> RECORDS FOR THIS TASK:
--------------------

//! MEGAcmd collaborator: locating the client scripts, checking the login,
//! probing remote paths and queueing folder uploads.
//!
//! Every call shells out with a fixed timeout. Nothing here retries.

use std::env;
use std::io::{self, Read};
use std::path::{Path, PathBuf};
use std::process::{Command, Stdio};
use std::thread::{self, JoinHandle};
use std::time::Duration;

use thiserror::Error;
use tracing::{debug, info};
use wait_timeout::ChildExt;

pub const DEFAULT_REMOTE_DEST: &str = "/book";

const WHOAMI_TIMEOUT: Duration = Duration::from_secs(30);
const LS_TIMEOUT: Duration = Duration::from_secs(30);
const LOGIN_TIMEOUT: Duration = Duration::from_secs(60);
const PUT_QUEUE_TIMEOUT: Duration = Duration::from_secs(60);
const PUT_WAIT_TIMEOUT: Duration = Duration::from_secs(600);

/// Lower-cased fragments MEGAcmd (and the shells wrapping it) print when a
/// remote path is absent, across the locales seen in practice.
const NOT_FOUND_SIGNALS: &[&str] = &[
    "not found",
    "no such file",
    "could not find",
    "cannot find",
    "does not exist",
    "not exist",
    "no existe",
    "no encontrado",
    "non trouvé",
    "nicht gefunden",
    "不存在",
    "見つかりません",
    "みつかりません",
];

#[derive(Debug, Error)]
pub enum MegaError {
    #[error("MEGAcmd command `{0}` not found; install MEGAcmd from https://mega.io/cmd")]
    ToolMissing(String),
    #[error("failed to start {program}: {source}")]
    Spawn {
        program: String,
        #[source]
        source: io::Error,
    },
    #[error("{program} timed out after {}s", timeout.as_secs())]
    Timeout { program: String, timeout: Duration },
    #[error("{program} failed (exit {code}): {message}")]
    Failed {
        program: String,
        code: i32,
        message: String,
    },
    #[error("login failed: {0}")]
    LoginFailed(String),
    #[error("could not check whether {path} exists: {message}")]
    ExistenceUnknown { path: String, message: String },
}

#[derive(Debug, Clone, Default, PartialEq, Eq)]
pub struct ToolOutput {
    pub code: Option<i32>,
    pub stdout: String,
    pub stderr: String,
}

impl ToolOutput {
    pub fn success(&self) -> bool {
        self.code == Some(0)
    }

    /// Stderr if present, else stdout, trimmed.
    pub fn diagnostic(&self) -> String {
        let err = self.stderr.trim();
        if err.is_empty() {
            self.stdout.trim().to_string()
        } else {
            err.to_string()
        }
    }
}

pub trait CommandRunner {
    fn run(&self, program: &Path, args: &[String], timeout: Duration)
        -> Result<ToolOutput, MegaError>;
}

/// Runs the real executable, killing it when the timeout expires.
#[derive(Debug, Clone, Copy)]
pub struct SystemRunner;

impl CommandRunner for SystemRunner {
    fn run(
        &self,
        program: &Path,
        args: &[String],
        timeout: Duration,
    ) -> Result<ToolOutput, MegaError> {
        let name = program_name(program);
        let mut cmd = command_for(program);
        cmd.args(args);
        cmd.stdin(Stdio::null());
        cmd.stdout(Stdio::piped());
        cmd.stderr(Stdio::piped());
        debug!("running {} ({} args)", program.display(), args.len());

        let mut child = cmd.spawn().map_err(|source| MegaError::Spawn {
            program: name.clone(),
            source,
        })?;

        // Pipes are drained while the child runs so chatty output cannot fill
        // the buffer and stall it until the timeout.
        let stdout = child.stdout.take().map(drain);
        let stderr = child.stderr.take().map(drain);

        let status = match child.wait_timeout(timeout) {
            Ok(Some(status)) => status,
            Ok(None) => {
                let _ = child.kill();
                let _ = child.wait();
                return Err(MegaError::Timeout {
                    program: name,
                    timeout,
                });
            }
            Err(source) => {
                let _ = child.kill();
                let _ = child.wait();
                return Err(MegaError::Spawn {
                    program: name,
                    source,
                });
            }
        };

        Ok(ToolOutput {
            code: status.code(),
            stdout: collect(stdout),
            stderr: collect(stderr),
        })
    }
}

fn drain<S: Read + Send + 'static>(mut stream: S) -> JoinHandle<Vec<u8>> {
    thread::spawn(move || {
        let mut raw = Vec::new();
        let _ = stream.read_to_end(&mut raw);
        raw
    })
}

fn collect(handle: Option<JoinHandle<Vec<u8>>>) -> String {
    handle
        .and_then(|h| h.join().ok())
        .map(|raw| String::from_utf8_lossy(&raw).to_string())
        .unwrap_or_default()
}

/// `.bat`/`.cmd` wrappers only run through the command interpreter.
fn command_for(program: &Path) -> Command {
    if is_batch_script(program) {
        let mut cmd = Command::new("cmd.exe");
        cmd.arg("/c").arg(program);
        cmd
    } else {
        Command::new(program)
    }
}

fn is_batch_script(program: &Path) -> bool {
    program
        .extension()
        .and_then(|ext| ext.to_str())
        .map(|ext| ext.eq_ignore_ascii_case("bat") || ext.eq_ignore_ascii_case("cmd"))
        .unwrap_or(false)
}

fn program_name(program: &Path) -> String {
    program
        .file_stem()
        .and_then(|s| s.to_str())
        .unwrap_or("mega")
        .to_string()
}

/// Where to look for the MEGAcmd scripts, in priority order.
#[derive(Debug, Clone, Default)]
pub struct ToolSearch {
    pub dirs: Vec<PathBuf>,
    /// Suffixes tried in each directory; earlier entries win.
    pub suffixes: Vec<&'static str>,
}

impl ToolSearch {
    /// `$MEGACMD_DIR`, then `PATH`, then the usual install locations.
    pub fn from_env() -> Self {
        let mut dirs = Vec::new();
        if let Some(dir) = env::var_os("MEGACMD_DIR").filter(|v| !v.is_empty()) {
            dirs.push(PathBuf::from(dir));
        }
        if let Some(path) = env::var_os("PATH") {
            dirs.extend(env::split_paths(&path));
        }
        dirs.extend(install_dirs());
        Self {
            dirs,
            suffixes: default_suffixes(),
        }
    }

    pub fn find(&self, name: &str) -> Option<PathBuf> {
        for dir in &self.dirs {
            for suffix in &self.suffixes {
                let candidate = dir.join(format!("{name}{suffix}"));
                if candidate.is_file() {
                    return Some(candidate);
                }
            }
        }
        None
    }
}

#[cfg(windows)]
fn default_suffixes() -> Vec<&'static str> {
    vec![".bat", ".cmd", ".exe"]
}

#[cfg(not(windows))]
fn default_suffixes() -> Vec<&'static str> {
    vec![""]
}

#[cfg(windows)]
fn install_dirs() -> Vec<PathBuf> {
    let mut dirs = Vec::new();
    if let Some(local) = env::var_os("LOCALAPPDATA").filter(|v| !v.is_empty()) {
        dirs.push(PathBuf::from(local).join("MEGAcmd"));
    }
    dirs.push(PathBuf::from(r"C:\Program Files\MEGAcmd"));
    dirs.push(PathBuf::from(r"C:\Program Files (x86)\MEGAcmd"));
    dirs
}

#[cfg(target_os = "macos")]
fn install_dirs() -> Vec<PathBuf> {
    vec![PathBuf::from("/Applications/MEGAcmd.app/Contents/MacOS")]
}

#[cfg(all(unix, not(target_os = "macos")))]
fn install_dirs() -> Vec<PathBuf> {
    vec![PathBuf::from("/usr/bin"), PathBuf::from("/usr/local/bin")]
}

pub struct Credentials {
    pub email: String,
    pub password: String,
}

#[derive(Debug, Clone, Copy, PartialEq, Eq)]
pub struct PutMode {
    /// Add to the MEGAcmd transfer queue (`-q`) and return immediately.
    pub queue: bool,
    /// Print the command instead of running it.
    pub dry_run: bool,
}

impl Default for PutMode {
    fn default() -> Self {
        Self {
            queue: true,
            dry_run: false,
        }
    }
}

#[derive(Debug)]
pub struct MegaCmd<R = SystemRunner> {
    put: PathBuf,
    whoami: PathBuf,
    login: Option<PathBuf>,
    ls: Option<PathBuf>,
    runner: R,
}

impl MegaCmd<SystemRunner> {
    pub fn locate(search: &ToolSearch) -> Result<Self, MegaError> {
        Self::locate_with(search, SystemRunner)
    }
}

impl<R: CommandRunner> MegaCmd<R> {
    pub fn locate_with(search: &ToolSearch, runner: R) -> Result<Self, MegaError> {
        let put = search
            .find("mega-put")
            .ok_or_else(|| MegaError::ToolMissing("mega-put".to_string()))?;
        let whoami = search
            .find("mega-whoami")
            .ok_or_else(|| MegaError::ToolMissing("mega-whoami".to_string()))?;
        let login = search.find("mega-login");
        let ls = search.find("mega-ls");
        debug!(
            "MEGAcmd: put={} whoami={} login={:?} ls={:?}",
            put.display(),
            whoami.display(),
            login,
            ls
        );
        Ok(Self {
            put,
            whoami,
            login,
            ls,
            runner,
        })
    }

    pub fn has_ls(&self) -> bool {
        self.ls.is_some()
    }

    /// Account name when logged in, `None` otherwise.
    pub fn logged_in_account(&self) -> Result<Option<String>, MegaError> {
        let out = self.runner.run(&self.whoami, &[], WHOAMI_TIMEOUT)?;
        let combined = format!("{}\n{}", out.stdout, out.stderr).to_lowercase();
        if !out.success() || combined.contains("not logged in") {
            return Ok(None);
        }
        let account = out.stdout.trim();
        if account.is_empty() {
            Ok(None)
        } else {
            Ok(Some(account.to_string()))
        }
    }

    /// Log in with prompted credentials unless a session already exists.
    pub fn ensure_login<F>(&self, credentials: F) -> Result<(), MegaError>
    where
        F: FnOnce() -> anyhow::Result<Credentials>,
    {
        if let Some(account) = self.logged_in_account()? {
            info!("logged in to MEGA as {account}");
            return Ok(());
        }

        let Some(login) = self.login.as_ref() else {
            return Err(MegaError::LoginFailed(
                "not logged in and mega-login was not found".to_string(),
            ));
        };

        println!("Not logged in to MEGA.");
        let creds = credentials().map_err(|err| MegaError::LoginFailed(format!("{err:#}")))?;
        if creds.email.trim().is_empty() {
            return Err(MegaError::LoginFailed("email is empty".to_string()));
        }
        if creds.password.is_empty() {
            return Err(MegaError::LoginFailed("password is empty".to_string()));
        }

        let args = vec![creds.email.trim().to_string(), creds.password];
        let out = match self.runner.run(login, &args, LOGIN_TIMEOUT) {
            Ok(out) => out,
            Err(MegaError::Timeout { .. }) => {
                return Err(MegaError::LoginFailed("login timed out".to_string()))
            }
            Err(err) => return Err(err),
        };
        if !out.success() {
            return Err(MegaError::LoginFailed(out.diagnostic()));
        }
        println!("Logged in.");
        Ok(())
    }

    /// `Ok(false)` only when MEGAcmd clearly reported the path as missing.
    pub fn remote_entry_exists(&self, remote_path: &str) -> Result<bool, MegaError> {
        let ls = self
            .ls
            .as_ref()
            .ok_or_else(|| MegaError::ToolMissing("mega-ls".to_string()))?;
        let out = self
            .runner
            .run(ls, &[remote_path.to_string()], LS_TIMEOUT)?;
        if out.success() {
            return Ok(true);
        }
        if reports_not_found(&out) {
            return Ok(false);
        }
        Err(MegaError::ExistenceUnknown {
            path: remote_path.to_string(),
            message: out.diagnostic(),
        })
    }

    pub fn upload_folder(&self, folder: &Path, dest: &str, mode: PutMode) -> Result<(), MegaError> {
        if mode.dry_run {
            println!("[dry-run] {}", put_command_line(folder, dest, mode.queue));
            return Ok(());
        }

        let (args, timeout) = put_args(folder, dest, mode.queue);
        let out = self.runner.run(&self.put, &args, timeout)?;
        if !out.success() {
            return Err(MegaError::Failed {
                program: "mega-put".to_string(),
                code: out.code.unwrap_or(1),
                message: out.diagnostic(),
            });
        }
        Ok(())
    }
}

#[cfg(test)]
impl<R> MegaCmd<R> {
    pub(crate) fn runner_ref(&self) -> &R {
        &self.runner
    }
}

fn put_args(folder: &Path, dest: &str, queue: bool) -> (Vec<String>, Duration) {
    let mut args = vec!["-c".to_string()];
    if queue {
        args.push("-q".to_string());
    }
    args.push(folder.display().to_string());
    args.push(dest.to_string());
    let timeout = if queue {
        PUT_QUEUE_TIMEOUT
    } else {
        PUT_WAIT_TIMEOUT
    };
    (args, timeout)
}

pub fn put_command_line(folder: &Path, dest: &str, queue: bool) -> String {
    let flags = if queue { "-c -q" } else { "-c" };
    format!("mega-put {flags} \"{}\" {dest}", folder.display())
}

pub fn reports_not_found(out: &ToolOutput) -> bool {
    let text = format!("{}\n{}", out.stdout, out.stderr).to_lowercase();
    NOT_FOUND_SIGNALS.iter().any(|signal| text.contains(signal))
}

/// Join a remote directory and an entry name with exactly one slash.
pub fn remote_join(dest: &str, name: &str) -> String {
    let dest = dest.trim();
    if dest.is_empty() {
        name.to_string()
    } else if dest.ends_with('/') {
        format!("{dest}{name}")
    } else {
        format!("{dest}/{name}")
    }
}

--------------------

Please return each line of the data above in which the word "false" occurs.

> SOLUTION TO THIS PROBLEM:
        .unwrap_or(false)
            dry_run: false,
    /// `Ok(false)` only when MEGAcmd clearly reported the path as missing.
            return Ok(false);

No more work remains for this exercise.